Former Wellington accountant David Scott is enticing Hawke's Bay power consumers to privatise Unison, our regional lines company.
He has waved around an extraordinarily fanciful $10,000 payout to Hawke's Bay households, with an enthusiastic but facts-free sales pitch.
Mr Scott's latest $10,000 bid follows one of $4000 he made only a few weeks ago, at the recent power trust annual public meeting. It would appear that his earlier figure was not incentive enough, so just throw in another more attractive number to get people's attention.
As a former Wellington City resident, one would think Mr Scott would learn from the sad lessons power consumers have had with their privatised lines company, Wellington Electricity.
Sold off in the 1990s, a stream of international owners have stripped and squabbled over the remains ever since. It is now in the ownership of Hong Kong investors Cheung Kong Infrastructure.

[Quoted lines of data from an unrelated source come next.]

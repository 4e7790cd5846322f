//! Sample input generation.
//!
//! `huffpack sample` writes reproducible inputs for trying the codec:
//! - `Mixed`: runs of one byte, small-alphabet text, repeating patterns and
//!   random bytes, so different sections compress very differently
//! - `Text`: UTF-8 prose built from a word list with accented characters,
//!   for exercising `decompress --text`

use std::path::Path;

use rand::{Rng, SeedableRng};
use rand_chacha::ChaCha8Rng;

/// Kind of sample to generate.
#[derive(Debug, Clone, Copy, PartialEq, Eq)]
pub enum SampleKind {
    Mixed,
    Text,
}

const WORDS: &[&str] = &[
    "árvore", "código", "compressão", "frequência", "símbolo", "huffman", "bits", "bytes", "tabela",
    "prefixo", "folha", "nó", "raiz", "peso", "arquivo", "dados", "the", "tree", "of", "and",
];

/// Generate exactly `size_bytes` bytes of the given kind.
pub fn generate_sample_data(kind: SampleKind, seed: u64, size_bytes: usize) -> Vec<u8> {
    let mut rng = ChaCha8Rng::seed_from_u64(seed);
    let mut data = match kind {
        SampleKind::Mixed => mixed(&mut rng, size_bytes),
        SampleKind::Text => text(&mut rng, size_bytes),
    };
    data.truncate(size_bytes);
    data
}

fn mixed(rng: &mut ChaCha8Rng, size_bytes: usize) -> Vec<u8> {
    let mut data = Vec::with_capacity(size_bytes);

    while data.len() < size_bytes {
        let section = (size_bytes - data.len()).min(4096);

        match rng.gen_range(0..10) {
            // runs of one byte
            0..=2 => {
                let byte: u8 = rng.gen();
                data.extend(std::iter::repeat(byte).take(section));
            }
            // small alphabet
            3..=5 => {
                let alphabet = b"etaoin shrdlu\n";
                data.extend((0..section).map(|_| alphabet[rng.gen_range(0..alphabet.len())]));
            }
            // short repeating pattern
            6..=7 => {
                let pattern: Vec<u8> = (0..rng.gen_range(4..=32)).map(|_| rng.gen()).collect();
                data.extend(pattern.iter().cycle().take(section));
            }
            // random bytes
            _ => data.extend((0..section).map(|_| rng.gen::<u8>())),
        }
    }

    data
}

fn text(rng: &mut ChaCha8Rng, size_bytes: usize) -> Vec<u8> {
    let mut out = String::with_capacity(size_bytes + 16);

    while out.len() < size_bytes {
        out.push_str(WORDS[rng.gen_range(0..WORDS.len())]);
        out.push(if rng.gen_ratio(1, 12) { '\n' } else { ' ' });
    }

    // keep the result valid UTF-8 after truncation
    let mut end = size_bytes.min(out.len());
    while !out.is_char_boundary(end) {
        end -= 1;
    }
    out.truncate(end);
    out.into_bytes()
}

/// Write generated data to `path`, returning the number of bytes written.
pub fn write_sample_file(path: &Path, kind: SampleKind, seed: u64, size_bytes: usize) -> std::io::Result<usize> {
    let data = generate_sample_data(kind, seed, size_bytes);
    std::fs::write(path, &data)?;
    Ok(data.len())
}

#[cfg(test)]
mod tests {
    use super::*;

    #[test]
    fn test_exact_size() {
        for size in [0, 1, 100, 4096, 10_000] {
            assert_eq!(generate_sample_data(SampleKind::Mixed, 999, size).len(), size);
        }
    }

    #[test]
    fn test_determinism() {
        let data1 = generate_sample_data(SampleKind::Mixed, 12345, 5000);
        let data2 = generate_sample_data(SampleKind::Mixed, 12345, 5000);
        assert_eq!(data1, data2);
    }

    #[test]
    fn test_different_seeds() {
        let data1 = generate_sample_data(SampleKind::Mixed, 1, 1000);
        let data2 = generate_sample_data(SampleKind::Mixed, 2, 1000);
        assert_ne!(data1, data2);
    }

    #[test]
    fn test_text_is_utf8() {
        for size in [0, 1, 7, 333, 5000] {
            let data = generate_sample_data(SampleKind::Text, 3, size);
            assert!(data.len() <= size);
            assert!(size - data.len() < 4);
            assert!(String::from_utf8(data).is_ok());
        }
    }
}
//! Integration tests for the full codec pipeline.
//!
//! These tests verify end-to-end behavior: bytes -> frequency table -> tree ->
//! codes -> packed container -> parse -> tree walk -> bytes, with verification
//! that output matches input.

use huffpack_core::{
    bitio::{pack, unpack},
    decode, encode,
    error::{CorruptError, Error, ErrorKind},
    CodeTable, Compressor, Container, FrequencyTable, HuffmanTree,
};
use rand::{Rng, SeedableRng};
use rand_chacha::ChaCha8Rng;

/// Walk the pipeline by hand, stage by stage, and compare with `encode`.
#[test]
fn test_manual_pipeline_matches_encode() {
    let input_data = b"hello world! this is a test of the full pipeline: aaaaaaaaaa bbbbb c";

    let table = FrequencyTable::build(input_data);
    assert_eq!(table.total(), input_data.len() as u64);

    let tree = HuffmanTree::build(&table).expect("tree build failed");
    let codes = CodeTable::derive(&tree).expect("code derivation failed");

    let bits: Vec<bool> = input_data
        .iter()
        .flat_map(|&b| {
            let code = codes.get(b).expect("every input byte has a code");
            (0..code.len()).rev().map(move |shift| (code.bits() >> shift) & 1 == 1)
        })
        .collect();
    let packed = pack(bits.iter().copied());

    let encoded = encode(input_data).expect("encode failed");
    let container = Container::parse(&encoded).expect("parse failed");
    assert_eq!(container.payload(), &packed.bytes[..]);
    assert_eq!(container.padding(), packed.padding);

    let mut unpacked = unpack(container.payload());
    unpacked.truncate(unpacked.len() - container.padding() as usize);
    assert_eq!(unpacked, bits);

    assert_eq!(decode(&encoded).expect("decode failed"), input_data);
}

/// All 256 byte values, including non-text bytes.
#[test]
fn test_all_symbols() {
    let input_data: Vec<u8> = (0..=255).collect();

    let encoded = encode(&input_data).expect("encode failed");
    let container = Container::parse(&encoded).expect("parse failed");
    assert_eq!(container.frequencies().len(), 256);
    // 256 equal weights -> 8-bit codes, no padding
    assert_eq!(container.payload().len(), 256);
    assert_eq!(container.padding(), 0);

    assert_eq!(decode(&encoded).expect("decode failed"), input_data);
}

#[test]
fn test_single_distinct_symbol() {
    let input_data = vec![b'A'; 300];

    let mut compressor = Compressor::new();
    compressor.load_source(input_data.clone());
    assert_eq!(compressor.code_table().unwrap().get(b'A').unwrap().to_string(), "0");

    let (encoded, _) = compressor.compress_to_vec().unwrap();
    let decoded = decode(&encoded).unwrap();
    assert_eq!(decoded.len(), 300);
    assert_eq!(decoded, input_data);
}

#[test]
fn test_literal_aaab() {
    let encoded = encode(b"aaab").unwrap();
    let container = Container::parse(&encoded).unwrap();
    let tree = HuffmanTree::build(container.frequencies()).unwrap();
    let codes = CodeTable::derive(&tree).unwrap();

    let a = codes.get(b'a').unwrap();
    let b = codes.get(b'b').unwrap();
    assert_eq!(a.len(), 1);
    assert!(b.len() >= a.len());
    assert!(!a.is_prefix_of(b) && !b.is_prefix_of(a));
    assert_eq!(decode(&encoded).unwrap(), b"aaab");

    // with a third symbol the frequent byte keeps one bit and the rare ones get two
    let codes = CodeTable::derive(&HuffmanTree::build(&FrequencyTable::build(b"aaabc")).unwrap())
        .unwrap();
    assert_eq!(codes.get(b'a').unwrap().len(), 1);
    assert_eq!(codes.get(b'b').unwrap().len(), 2);
}

#[test]
fn test_empty_input() {
    let result = encode(b"");
    assert!(matches!(result, Err(Error::EmptyInput)));
}

#[test]
fn test_payload_removed() {
    let encoded = encode(b"a perfectly good container").unwrap();
    let header_len = Container::parse(&encoded).unwrap().header_len();

    let err = decode(&encoded[..header_len]).unwrap_err();
    assert_eq!(err.kind(), ErrorKind::Corrupt);
    assert!(matches!(err, Error::Corrupt(CorruptError::MissingPayload { .. })));
}

#[test]
fn test_magic_replaced() {
    let mut encoded = encode(b"some data").unwrap();
    for magic in [[0u8; 4], *b"HUF2", *b"huf1", [0xFF; 4]] {
        encoded[..4].copy_from_slice(&magic);
        assert_eq!(decode(&encoded).unwrap_err().kind(), ErrorKind::InvalidFormat);
    }
}

/// Truncating a container anywhere inside its header never panics and is
/// reported as a format error.
#[test]
fn test_every_header_truncation() {
    let encoded = encode(b"truncate me at every offset").unwrap();
    let header_len = Container::parse(&encoded).unwrap().header_len();

    for cut in 0..header_len {
        let kind = decode(&encoded[..cut]).unwrap_err().kind();
        if cut < 4 {
            assert_eq!(kind, ErrorKind::InvalidFormat, "cut at {cut}");
        } else {
            assert_eq!(kind, ErrorKind::Truncated, "cut at {cut}");
        }
    }
}

/// Random payload corruption either decodes to something or fails cleanly.
#[test]
fn test_corrupted_payload_never_panics() {
    let mut rng = ChaCha8Rng::seed_from_u64(7);
    let input_data: Vec<u8> = (0..2000).map(|_| rng.gen_range(b'a'..=b'k')).collect();
    let encoded = encode(&input_data).unwrap();
    let header_len = Container::parse(&encoded).unwrap().header_len();

    for _ in 0..200 {
        let mut corrupted = encoded.clone();
        let idx = rng.gen_range(header_len..corrupted.len());
        corrupted[idx] ^= 1 << rng.gen_range(0..8);
        if let Err(err) = decode(&corrupted) {
            assert_eq!(err.kind(), ErrorKind::Corrupt);
        }
    }
}

#[test]
fn test_large_random_data() {
    let mut rng = ChaCha8Rng::seed_from_u64(12345);
    let mut input_data = vec![0u8; 256 * 1024];
    rng.fill(&mut input_data[..]);

    let encoded = encode(&input_data).unwrap();
    // uniform bytes do not compress, but the container stays close in size
    assert!(encoded.len() < input_data.len() + 2048);
    assert_eq!(decode(&encoded).unwrap(), input_data);
}

#[test]
fn test_skewed_data_compresses() {
    let input_data = b"The quick brown fox jumps over the lazy dog. ".repeat(200);
    let encoded = encode(&input_data).unwrap();
    assert!(encoded.len() < input_data.len() * 3 / 4);
    assert_eq!(decode(&encoded).unwrap(), input_data);
}
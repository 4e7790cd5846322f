//! huffpack-core: Huffman compression with a self-describing container
//!
//! This library provides:
//! - Byte frequency counting in first-occurrence order
//! - Deterministic Huffman tree construction and code derivation
//! - MSB-first bit packing with explicit padding
//! - The HUF1 container, which stores only the frequency table and lets the
//!   decoder rebuild the identical tree
//!
//! # Architecture
//!
//! - `frequency`: symbol counting
//! - `tree`: priority-queue tree builder
//! - `codes`: code table derivation
//! - `bitio`: low-level bit reading/writing
//! - `container`: HUF1 serialization and the end-to-end codec
//! - `session`: file-level compressor with cached intermediate structures
//! - `text`: UTF-8 / Latin-1 framing for text callers
//! - `metrics`: per-operation sizes, timing and checksums
//!
//! # Example
//! ```
//! let packed = huffpack_core::encode(b"abracadabra").unwrap();
//! assert_eq!(&packed[..4], b"HUF1");
//! assert_eq!(huffpack_core::decode(&packed).unwrap(), b"abracadabra");
//! ```
//!
//! # Design Principles
//!
//! - **No panics**: all errors are structured and recoverable
//! - **Deterministic**: identical input always yields identical containers
//! - **Fail before writing**: an encode error never leaves a partial container

pub mod bitio;
pub mod codes;
pub mod container;
pub mod error;
pub mod frequency;
pub mod metrics;
pub mod session;
pub mod text;
pub mod tree;

// Re-export commonly used types
pub use codes::{Code, CodeTable};
pub use container::{decode, encode, Container};
pub use error::{Error, ErrorKind, Result};
pub use frequency::FrequencyTable;
pub use metrics::Metrics;
pub use session::{decompress, decompress_to_text, Compressor};
pub use tree::HuffmanTree;
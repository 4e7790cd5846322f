//! Configuration for the huffpack command-line tool.
//!
//! Parses the command word and flags into a fully resolved `Config`. Every
//! default (output paths, sample size, seed) is filled in here so the rest of
//! the program never guesses.

use std::ffi::OsString;
use std::path::{Path, PathBuf};

use huffpack_core::{Error, Result};

use crate::input_gen::SampleKind;

/// Extension given to containers.
pub const CONTAINER_EXT: &str = "huff";

/// What the tool should do.
#[derive(Debug, Clone, Copy, PartialEq, Eq)]
pub enum Command {
    Compress,
    Decompress,
    Sample,
    Help,
}

/// Complete configuration for one run.
#[derive(Debug, Clone)]
pub struct Config {
    pub command: Command,

    // === Files ===
    /// Source file (compress) or container (decompress)
    pub input_file: Option<PathBuf>,

    /// Destination file
    pub output_file: PathBuf,

    // === Decompress ===
    /// Write recovered bytes as UTF-8 text (Latin-1 fallback)
    pub text: bool,

    // === Sample generation ===
    pub sample_bytes: usize,
    pub sample_kind: SampleKind,
    pub seed: u64,

    // === Behavior ===
    /// Print key=value metrics after the operation
    pub print_metrics: bool,

    /// Log at debug level unless RUST_LOG says otherwise
    pub verbose: bool,
}

impl Config {
    /// Parse configuration from command-line arguments (program name excluded).
    pub fn from_args(args: &[String]) -> Result<Self> {
        let Some((command, flags)) = args.split_first() else {
            return Err(config_err("missing command (compress, decompress or sample)"));
        };

        let command = match command.as_str() {
            "compress" | "c" => Command::Compress,
            "decompress" | "d" => Command::Decompress,
            "sample" => Command::Sample,
            "help" | "--help" | "-h" => Command::Help,
            other => return Err(config_err(format!("unknown command: {other}"))),
        };

        let mut input_file: Option<PathBuf> = None;
        let mut output_file: Option<PathBuf> = None;
        let mut text = false;
        let mut sample_bytes: Option<usize> = None;
        let mut sample_kind = SampleKind::Mixed;
        let mut seed: Option<u64> = None;
        let mut print_metrics = false;
        let mut verbose = false;

        let mut i = 0;
        while i < flags.len() {
            match flags[i].as_str() {
                "--in" => {
                    input_file = Some(PathBuf::from(flag_value(flags, &mut i, "a path")?));
                }
                "--out" => {
                    output_file = Some(PathBuf::from(flag_value(flags, &mut i, "a path")?));
                }
                "--text" => text = true,
                "--size" => {
                    let value = flag_value(flags, &mut i, "a number")?;
                    sample_bytes =
                        Some(value.parse().map_err(|_| config_err(format!("invalid size: {value}")))?);
                }
                "--kind" => {
                    sample_kind = match flag_value(flags, &mut i, "mixed or text")? {
                        "mixed" => SampleKind::Mixed,
                        "text" => SampleKind::Text,
                        other => return Err(config_err(format!("invalid sample kind: {other}"))),
                    };
                }
                "--seed" => {
                    let value = flag_value(flags, &mut i, "a number")?;
                    seed = Some(value.parse().map_err(|_| config_err(format!("invalid seed: {value}")))?);
                }
                "--metrics" => print_metrics = true,
                "--verbose" | "-v" => verbose = true,
                "--help" | "-h" => {
                    return Ok(Self::help());
                }
                other => {
                    // a bare path is accepted as the input
                    if !other.starts_with('-') && input_file.is_none() {
                        input_file = Some(PathBuf::from(other));
                    } else {
                        return Err(config_err(format!("unknown argument: {other}")));
                    }
                }
            }
            i += 1;
        }

        let output_file = match command {
            Command::Help => PathBuf::new(),
            Command::Compress => {
                let input = input_file.as_deref().ok_or_else(|| config_err("compress requires --in <PATH>"))?;
                match output_file {
                    Some(out) => with_container_ext(out),
                    None => append_ext(input, CONTAINER_EXT),
                }
            }
            Command::Decompress => {
                let input = input_file.as_deref().ok_or_else(|| config_err("decompress requires --in <PATH>"))?;
                output_file.unwrap_or_else(|| recovered_path(input, text))
            }
            Command::Sample => output_file.unwrap_or_else(|| PathBuf::from("./sample.bin")),
        };

        let seed = seed.unwrap_or_else(|| {
            use std::time::{SystemTime, UNIX_EPOCH};
            SystemTime::now()
                .duration_since(UNIX_EPOCH)
                .map(|t| t.as_millis() as u64)
                .unwrap_or(0)
        });

        Ok(Config {
            command,
            input_file,
            output_file,
            text,
            sample_bytes: sample_bytes.unwrap_or(65536),
            sample_kind,
            seed,
            print_metrics,
            verbose,
        })
    }

    fn help() -> Self {
        Config {
            command: Command::Help,
            input_file: None,
            output_file: PathBuf::new(),
            text: false,
            sample_bytes: 0,
            sample_kind: SampleKind::Mixed,
            seed: 0,
            print_metrics: false,
            verbose: false,
        }
    }
}

fn config_err(message: impl Into<String>) -> Error {
    Error::Config(message.into())
}

/// Advance past a flag and return its value.
fn flag_value<'a>(flags: &'a [String], i: &mut usize, what: &str) -> Result<&'a str> {
    let flag = &flags[*i];
    *i += 1;
    flags
        .get(*i)
        .map(String::as_str)
        .ok_or_else(|| config_err(format!("{flag} requires {what}")))
}

/// `name.txt` -> `name.txt.huff`
fn append_ext(path: &Path, ext: &str) -> PathBuf {
    let mut name = OsString::from(path.as_os_str());
    name.push(".");
    name.push(ext);
    PathBuf::from(name)
}

/// Ensure a container output path ends in `.huff`.
fn with_container_ext(path: PathBuf) -> PathBuf {
    if path.extension().is_some_and(|ext| ext == CONTAINER_EXT) {
        path
    } else {
        append_ext(&path, CONTAINER_EXT)
    }
}

/// `dir/name.huff` -> `dir/name_recuperado.txt` (or `.bin` for raw output)
fn recovered_path(container: &Path, text: bool) -> PathBuf {
    let stem = container
        .file_stem()
        .map(|s| s.to_string_lossy().into_owned())
        .unwrap_or_else(|| "output".to_string());
    let ext = if text { "txt" } else { "bin" };
    container.with_file_name(format!("{stem}_recuperado.{ext}"))
}

pub fn print_help() {
    println!("huffpack: Huffman compression with the HUF1 container");
    println!();
    println!("USAGE:");
    println!("    huffpack <COMMAND> [OPTIONS]");
    println!();
    println!("COMMANDS:");
    println!("    compress, c             Compress --in into a .huff container");
    println!("    decompress, d           Restore the original bytes from a container");
    println!("    sample                  Generate a sample input file");
    println!();
    println!("OPTIONS:");
    println!("    --in <PATH>             Input file (a bare path also works)");
    println!("    --out <PATH>            Output file");
    println!("                              compress:   <in>.huff");
    println!("                              decompress: <stem>_recuperado.bin (.txt with --text)");
    println!("                              sample:     ./sample.bin");
    println!("    --text                  Decompress as UTF-8 text, falling back to Latin-1");
    println!();
    println!("    --size <N>              Sample size in bytes (default: 65536)");
    println!("    --kind <mixed|text>     Sample content (default: mixed)");
    println!("    --seed <N>              Sample seed (default: time-based)");
    println!();
    println!("    --metrics               Print key=value metrics");
    println!("    --verbose, -v           Debug logging (RUST_LOG overrides)");
    println!("    --help, -h              Print this help");
    println!();
    println!("EXAMPLES:");
    println!("    huffpack compress --in notes.txt               # writes notes.txt.huff");
    println!("    huffpack decompress --in notes.txt.huff --text # writes notes.txt_recuperado.txt");
    println!("    huffpack sample --out data.bin --seed 42 --size 100000");
    println!();
}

Back then, Wellington power consumers were seduced with a payout of a few thousand dollars. Enough to buy a new fridge, put a deposit on a car or go off for a holiday.
These small blessings are now long forgotten and a lifetime of regret is all that is left behind. In its entirely profit-driven overseas ownership, the inevitable price gouging has attracted Commerce Commission attention. Power consumers have lost out on their share of capital growth.
On his crusade, Mr Scott has made assertions about Unison's financial performance that are fundamentally wrong.
He claims that over 22 years, the company's return on investment is 1.7 per cent. This is incorrect. He makes a simplistic calculation using net cash returns over the period, ignoring gross returns and capital gains. He retrospectively applies current asset value to come up with his non-sensical figure.
Figures provided by Unison show the full return provided over the 22 year period, including the increase in shareholder (book) value, is 14.2 per cent. This is made up of an average gross dividend yield of around 5.7 per cent p.a. and a further 8.5 per cent year-on-year capital growth.
By anyone's analysis Hawke's Bay power consumers are getting a healthy return.
My money is on a much more discerning Hawke's Bay public seeing through the ruse. It is my experience that there is very strong public sentiment in our Hawke's Bay community to ensure all the financial and social benefits of utility ownership are retained by our community.
The history, over multiple ownership reviews, is that Hawke's Bay power consumers universally want to retain public ownership of their power lines assets. As trustees, we are committed to this outcome unless told otherwise by the consumers we represent.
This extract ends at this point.